* WHAT IS BEING ASKED *
Each line in the data holding "Watched" should be listed.

(Collected data)

//! The public phone in the booth.

use kb_core::Flag;
use log::info;

use super::FictionSession;
use crate::console::Console;
use crate::error::FictionResult;

const CALL: [&str; 7] = [
    "Eine ruhige, tiefe, vertrauenswuerdig klingende Stimme sagt: 'Hallo?'",
    "'Ich weiss, wonach du suchst', sagt die Stimme. 'Die Anomalien. Die Glitches in der Realitaet.'",
    "'Die Wahrheit ist da draussen, aber sie ist gefaehrlich.'",
    "'Du hast einen ersten Schritt gemacht. Aber sei vorsichtig. Sie beobachten dich jetzt.'",
    "'Es gibt andere wie uns. Suche im 'KANINCHENBAU' nach dem ORACLE. Sie erwartet dich.'",
    "KLICK.",
    "Die Verbindung bricht ab. Nur noch Stille und das leise Rauschen der Leitung.",
];

impl<C: Console> FictionSession<C> {
    pub(super) fn use_phone(&mut self) {
        if self.has(Flag::PhoneRinging) {
            self.say("DAS TELEFON KLINGELT LAUT! NIMM LIEBER DEN HOERER AB ('BENUTZE HOERER').");
        } else {
            self.say("DU NIMMST DEN HOERER AB. ES IST EIN WAEHLTON ZU HOEREN.");
            self.say("DU HAST KEINE NUMMER ZUM WAEHLEN IM KOPF UND LEGST WIEDER AUF.");
        }
    }

    pub(super) fn pick_up_receiver(&mut self) {
        if !self.has(Flag::PhoneRinging) {
            self.say("DU NIMMST DEN HOERER AB. NUR EIN NORMALER WAEHLTON. DU LEGST WIEDER AUF.");
            return;
        }
        self.say("DU NIMMST DEN SCHWEREN, KUEHLEN BAKELIT-HOERER ANS OHR. DAS KLINGELN STOPPT SOFORT.");
        self.adjust_alert(1);
        self.console.pause(1000);
        for line in CALL {
            self.say(line);
            self.console.pause(1200);
        }
        self.state.clear(Flag::PhoneRinging);
        self.adjust_alert(-1);
        self.state.set(Flag::OracleContacted);
        info!("oracle call taken");
        self.say("(Du koenntest jetzt im KANINCHENBAU Forum versuchen, das ORACLE zu kontaktieren.)");
    }

    /// The phone starts ringing next to the player on the street.
    pub(super) fn ring_phone(&mut self) -> FictionResult<()> {
        self.console.blank();
        self.alarm("*** RIIING RIIING... RIIING RIIING ***");
        self.console.pause(800);
        self.say("Das oeffentliche Telefon in der Zelle neben dir beginnt laut und eindringlich zu klingeln!");
        self.state.set(Flag::PhoneRinging);
        info!("phone ringing");
        self.say("(Du koenntest zur 'TELEFONZELLE' gehen und den 'HOERER' benutzen, um abzunehmen.)");
        self.adjust_alert(1);
        self.evaluate_alert()
    }
}

#[cfg(test)]
mod tests {
    use super::*;
    use crate::config::GameConfig;
    use crate::scripts::story;
    use crate::session::fixtures::*;

    #[test]
    fn quiet_phone_gives_dial_tone() {
        let mut s = session(&[]);
        place_player(&mut s, story::TELEFONZELLE_INNERES);
        s.process("BENUTZE TELEFON").unwrap();
        assert!(said(&s, "KEINE NUMMER ZUM WAEHLEN"));
        s.process("BENUTZE HOERER").unwrap();
        assert!(said(&s, "NUR EIN NORMALER WAEHLTON."));
        assert!(!s.has(Flag::OracleContacted));
        assert_eq!(s.state().alert.value(), 0);
    }

    #[test]
    fn ringing_phone_delivers_the_call() {
        let mut s = session(&[]);
        place_player(&mut s, story::TELEFONZELLE_INNERES);
        s.state.set(Flag::PhoneRinging);
        s.process("BENUTZE TELEFON").unwrap();
        assert!(said(&s, "NIMM LIEBER DEN HOERER AB"));

        s.process("BENUTZE HOERER").unwrap();
        assert!(said(&s, "Suche im 'KANINCHENBAU' nach dem ORACLE."));
        assert!(s.has(Flag::OracleContacted));
        assert!(!s.has(Flag::PhoneRinging));
        assert_eq!(s.state().alert.value(), 0);
    }

    #[test]
    fn phone_rings_after_diskette_was_read() {
        let mut s = session_with(GameConfig::deterministic(7).with_ring_chance(1.0), &["SCHAU"]);
        place_player(&mut s, story::STRASSE);
        s.state.set(Flag::FirstMessageReceived);
        s.state.set(Flag::DisketteRead);
        s.turn().unwrap();
        assert!(said(&s, "*** RIIING RIIING... RIIING RIIING ***"));
        assert!(s.has(Flag::PhoneRinging));
        assert_eq!(s.state().alert.value(), 1);
    }
}
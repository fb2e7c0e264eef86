//! The suspicion meter.
//!
//! The alert level rises with noticeable actions and falls only when the
//! story allows the player to calm down. Every change is narrated; the
//! narration depends on the band the level ends up in.

/// Bands of the alert level, used for narration.
#[derive(Debug, Clone, Copy, PartialEq, Eq, PartialOrd, Ord)]
pub enum Band {
    /// 0-2.
    Unnoticed,
    /// 3-4.
    Uneasy,
    /// 5-6.
    Watched,
    /// 7 and above.
    Compromised,
}

impl Band {
    /// The band a level falls into.
    pub fn of(level: u32) -> Self {
        match level {
            0..=2 => Self::Unnoticed,
            3..=4 => Self::Uneasy,
            5..=6 => Self::Watched,
            _ => Self::Compromised,
        }
    }

    /// Narration for a rise that ends in this band.
    pub fn narration(self) -> &'static str {
        match self {
            Self::Unnoticed => "(Du fuehlst dich noch relativ unbemerkt.)",
            Self::Uneasy => "(Ein ungutes Gefuehl... als ob jemand deine Aktivitaeten bemerkt.)",
            Self::Watched => "[SYSTEM WARNUNG: Erhoehte Ueberwachungsaktivitaet in deinem Sektor!]",
            Self::Compromised => {
                "[ALARM! HOECHSTE GEFAHRENSTUFE! DEINE POSITION IST WAHRSCHEINLICH KOMPROMITTIERT!]"
            }
        }
    }
}

/// The direction of an alert change.
#[derive(Debug, Clone, Copy, PartialEq, Eq)]
pub enum AlertShift {
    /// The level went up (or was pushed against the maximum) and is now in this band.
    Rose(Band),
    /// The level went down (or was pushed against zero).
    Fell,
}

impl AlertShift {
    /// The line narrated for this change.
    pub fn narration(&self) -> &'static str {
        match self {
            Self::Rose(band) => band.narration(),
            Self::Fell => "(Die digitale Anspannung laesst etwas nach.)",
        }
    }
}

/// Alert level, always within `0..=max`.
#[derive(Debug, Clone, Copy, PartialEq, Eq)]
pub struct AlertLevel {
    value: u32,
    max: u32,
}

impl AlertLevel {
    /// A zero alert level with the given maximum.
    pub fn new(max: u32) -> Self {
        Self { value: 0, max }
    }

    /// An alert level at `value`, clamped to `0..=max`.
    pub fn with_value(value: u32, max: u32) -> Self {
        Self {
            value: value.min(max),
            max,
        }
    }

    /// Current level.
    pub fn value(&self) -> u32 {
        self.value
    }

    /// Upper bound.
    pub fn max(&self) -> u32 {
        self.max
    }

    /// Band of the current level.
    pub fn band(&self) -> Band {
        Band::of(self.value)
    }

    /// Add `delta` and clamp. A zero delta changes nothing and returns `None`.
    ///
    /// The shift follows the sign of `delta`, even when clamping kept the
    /// level where it was.
    pub fn adjust(&mut self, delta: i32) -> Option<AlertShift> {
        if delta == 0 {
            return None;
        }
        let next = (i64::from(self.value) + i64::from(delta)).clamp(0, i64::from(self.max));
        self.value = u32::try_from(next).unwrap_or(self.max);
        Some(if delta > 0 {
            AlertShift::Rose(self.band())
        } else {
            AlertShift::Fell
        })
    }
}
//! The dashboard view: one immutable roster, one piece of state.
//!
//! [`DashboardView`] owns the loaded records and the currently selected realm.
//! Every derived output is recomputed from scratch by [`DashboardView::snapshot`]
//! whenever the selection changes; nothing derived is cached or mutated in
//! place. Recomputation is O(records) and the roster is small, so there is no
//! incremental update path.

use armory_types::ClassSlice;

use crate::character::{CharacterRecord, CharacterRow};
use crate::realm::RealmFilter;
use crate::roster::{distinct_realms, sort_and_filter};
use crate::stats::{RealmStats, class_distribution_slices, realm_stats};

#[derive(Debug, Clone, Default)]
pub struct DashboardView {
    records: Vec<CharacterRecord>,
    filter: RealmFilter,
}

/// Everything the presentation layer needs for one render.
#[derive(Debug, Clone)]
pub struct DashboardSnapshot {
    /// Table rows: rank-sorted, realm-filtered, class ids resolved.
    pub rows: Vec<CharacterRow>,
    /// Class distribution over the filtered rows.
    pub class_distribution: Vec<ClassSlice>,
    /// Population and average-level statistics over the *whole* roster,
    /// independent of the filter.
    pub realm_stats: RealmStats,
    /// Raw realm names for the selector, first-seen order.
    pub realm_options: Vec<String>,
}

impl DashboardView {
    pub fn new(records: Vec<CharacterRecord>) -> Self {
        Self { records, filter: RealmFilter::All }
    }

    /// Apply a selector value (`"all"` or a raw realm name).
    pub fn select_realm(&mut self, selection: &str) {
        self.filter = RealmFilter::parse(selection);
    }

    pub fn filter(&self) -> &RealmFilter {
        &self.filter
    }

    pub fn records(&self) -> &[CharacterRecord] {
        &self.records
    }

    /// Recompute every derived view for the current selection.
    pub fn snapshot(&self) -> DashboardSnapshot {
        let filtered = sort_and_filter(&self.records, &self.filter);
        DashboardSnapshot {
            class_distribution: class_distribution_slices(&filtered),
            rows: filtered.iter().map(CharacterRow::from_record).collect(),
            realm_stats: realm_stats(&self.records),
            realm_options: distinct_realms(&self.records),
        }
    }
}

* TASK ANSWER *
    Watched,
            5..=6 => Self::Watched,
            Self::Watched => "[SYSTEM WARNUNG: Erhoehte Ueberwachungsaktivitaet in deinem Sektor!]",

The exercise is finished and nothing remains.